猪痘病毒TK、ORF121、ORF143基因缺失毒株的 构建及其生物学特性的测定

Construction of Swinepox Virus TK,ORF 121 and ORF 143 Genes Deletion Strains and Determination of Their Biological Characteristics

为筛选猪痘病毒(SWPV)复制非必需区并测定其缺失株的生物学特性,本研究根据同源重组原理分别针对SWPV的TK(ORF063)、ORF 121和ORF 143基因设计引物。应用重叠延伸PCR技术拼接同源重组左右臂及EGFP筛选标记表达盒,将拼接片段分别转染到感染SWPV的PK15细胞。利用荧光显微镜观察标记含EGFP的单个蚀斑,筛选获取重组毒株。应用PCR及Western blotting对重组毒株进行鉴定。分别测定各毒株感染PK15细胞的蚀斑大小和皮下接种保育猪致病性。PCR结果表明,目的基因成功整合到相应位点,成功获得重组毒株rSWPV-TK、rSWPV-121和rSWPV-143;Western blotting结果显示,连续传代的重组毒株在PK15细胞上稳定表达外源蛋白。重组毒株在PK15细胞上形成的痘斑均小于亲本毒株,其中ORF121缺失株差异极显著(P<0.01)。各毒株均可导致保育猪痘斑形成,其中ORF121缺失株引起病变时间短,产生痘斑小,毒力较亲本下降。综上所述,本研究筛选到2个SWPV基因组中可供外源蛋白插入的复制非必需区ORF121和ORF143,为构建SWPV基因工程载体奠定了基础。
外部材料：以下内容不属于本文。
use std::sync::atomic::{AtomicI64, Ordering};

use chrono::Utc;

/// Millisecond timestamps for artifact keys that never repeat, even when two
/// uploads land in the same millisecond or the wall clock steps backwards.
#[derive(Debug, Default)]
pub struct KeyClock {
    last: AtomicI64,
}

impl KeyClock {
    pub fn new() -> Self {
        Self::default()
    }

    pub fn next_millis(&self) -> i64 {
        let now = Utc::now().timestamp_millis();
        let mut prev = self.last.load(Ordering::Relaxed);
        loop {
            let next = now.max(prev + 1);
            match self
                .last
                .compare_exchange_weak(prev, next, Ordering::AcqRel, Ordering::Relaxed)
            {
                Ok(_) => return next,
                Err(actual) => prev = actual,
            }
        }
    }
}

/// `<repo_name>.<millis>.zip`
pub fn artifact_key(repo_name: &str, millis: i64) -> String {
    format!("{repo_name}.{millis}.zip")
}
In order to screen the replication non-essential region of swinepox virus(SWPV)and determine the biological characteristics of the deletion strains,primers were designed and synthesized for TK(ORF 063),ORF 121 and ORF 143 genes of SWPV according to the principle of homologous recombination,and the overlap extension PCR technology was used to splice the gene fragments containing enhanced green fluorescent protein(EGFP)and homologous recombination of the left and right arms.The spliced fragments were transfected into PK15 cells infected with SWPV,respectively.Fluorescence microscope was used to select single plaque with EGFP as the reporter gene,and the recombinant strains were identified by PCR and Western blotting.The plaque size of PK15 cells and the pathogenicity of pigs were measured.The results showed that the gene fragment successfully integrated into recombinant strain genome.These recombinant strains were named as rSWPV-TK,rSWPV-121 and rSWPV-143,respectively.The results of Western blotting showed that the recombinant strains stably expressed the foreign protein on PK15 cells.The formation of pox spots on PK15 cells was smaller than that of the parent strain,and the difference of the ORF 121 gene deletion strain was extremely significant(P<0.01).All the strains could lead to the formation of pox spots on nursery pigs,in which the ORF 121 gene deletion strain caused the lesion for a short time,produced less pox spots,and the virulence was lower than that of wild strains.In summary,in this study,two non-essential replication regions ORF121 and ORF143 in the SWPV genome for foreign protein insertion were selected,laying a foundation for the construction of SWPV gene engineering vectors.